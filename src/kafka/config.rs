use std::env;
use std::time::Duration;

#[derive(Debug, Clone)]
pub struct KafkaConfig {
    pub brokers: String,
    pub topic: String,
    pub tick_interval: Duration,
}

impl KafkaConfig {
    pub fn new() -> Self {
        let cfg = Self {
            brokers: env::var("KAFKA_BROKER")
                .unwrap_or_else(|_| "localhost:9092".to_string()),

            topic: env::var("KAFKA_TOPIC")
                .unwrap_or_else(|_| "sales".to_string()),

            tick_interval: Duration::from_secs(
                env::var("PRODUCE_INTERVAL_SECS")
                    .ok()
                    .and_then(|v| v.parse().ok())
                    .unwrap_or(3),
            ),
        };

        log::info!("🧩 Loaded Kafka config: {:?}", cfg);
        cfg
    }
}

impl Default for KafkaConfig {
    fn default() -> Self {
        Self::new()
    }
}
use chrono::Utc;
use rand::Rng;
use serde::{Deserialize, Serialize};
use uuid::Uuid;

pub const PRODUCTS: [&str; 5] = ["Laptop", "Smartphone", "Headphones", "Monitor", "Keyboard"];
pub const REGIONS: [&str; 4] = ["North", "South", "East", "West"];

pub const AMOUNT_MIN: f64 = 50.0;
pub const AMOUNT_MAX: f64 = 1500.0;

#[derive(Debug, Clone, Serialize, Deserialize)]
pub struct SalesEvent {
    pub id: String,
    pub product: String,
    pub region: String,
    pub amount: f64,
    pub timestamp: String,
}

impl SalesEvent {
    /// Builds one random event. The RNG is passed in so sampling is
    /// reproducible under a fixed seed.
    pub fn generate(rng: &mut impl Rng) -> Self {
        let product = PRODUCTS[rng.gen_range(0..PRODUCTS.len())];
        let region = REGIONS[rng.gen_range(0..REGIONS.len())];

        // Round half away from zero to 2 decimals.
        let amount = rng.gen_range(AMOUNT_MIN..=AMOUNT_MAX);
        let amount = (amount * 100.0).round() / 100.0;

        Self {
            id: Uuid::new_v4().to_string(),
            product: product.to_string(),
            region: region.to_string(),
            amount,
            timestamp: Utc::now().format("%Y-%m-%dT%H:%M:%SZ").to_string(),
        }
    }

    /// UTF-8 JSON bytes, the wire encoding handed to the broker client.
    pub fn to_bytes(&self) -> anyhow::Result<Vec<u8>> {
        Ok(serde_json::to_vec(self)?)
    }
}

#[cfg(test)]
mod tests {
    use super::*;
    use chrono::NaiveDateTime;
    use rand::rngs::StdRng;
    use rand::SeedableRng;
    use std::collections::HashSet;

    #[test]
    fn fields_stay_in_their_domains() {
        let mut rng = StdRng::seed_from_u64(7);
        for _ in 0..1_000 {
            let ev = SalesEvent::generate(&mut rng);
            assert!(PRODUCTS.contains(&ev.product.as_str()), "bad product: {}", ev.product);
            assert!(REGIONS.contains(&ev.region.as_str()), "bad region: {}", ev.region);
        }
    }

    #[test]
    fn amount_in_range_with_two_decimals() {
        let mut rng = StdRng::seed_from_u64(11);
        for _ in 0..1_000 {
            let ev = SalesEvent::generate(&mut rng);
            assert!(ev.amount >= AMOUNT_MIN && ev.amount <= AMOUNT_MAX, "out of range: {}", ev.amount);
            let cents = ev.amount * 100.0;
            assert!((cents - cents.round()).abs() < 1e-6, "more than 2 decimals: {}", ev.amount);
        }
    }

    #[test]
    fn ids_unique_across_ten_thousand_events() {
        let mut rng = StdRng::seed_from_u64(13);
        let mut seen = HashSet::new();
        for _ in 0..10_000 {
            let ev = SalesEvent::generate(&mut rng);
            assert!(!ev.id.is_empty());
            assert!(seen.insert(ev.id), "duplicate id");
        }
    }

    #[test]
    fn timestamp_is_utc_second_precision() {
        let mut rng = StdRng::seed_from_u64(17);
        let ev = SalesEvent::generate(&mut rng);
        assert!(NaiveDateTime::parse_from_str(&ev.timestamp, "%Y-%m-%dT%H:%M:%SZ").is_ok(),
            "unparseable timestamp: {}", ev.timestamp);
    }

    #[test]
    fn json_round_trips_all_five_fields() {
        let mut rng = StdRng::seed_from_u64(19);
        let ev = SalesEvent::generate(&mut rng);
        let bytes = ev.to_bytes().unwrap();
        let back: SalesEvent = serde_json::from_slice(&bytes).unwrap();
        assert_eq!(back.id, ev.id);
        assert_eq!(back.product, ev.product);
        assert_eq!(back.region, ev.region);
        assert_eq!(back.amount, ev.amount);
        assert_eq!(back.timestamp, ev.timestamp);
    }
}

**Exercise brief:**
Search the entries above for the string "chrono", and report each line where it occurs.

**Answer to this exercise:**
use chrono::Utc;
    use chrono::NaiveDateTime;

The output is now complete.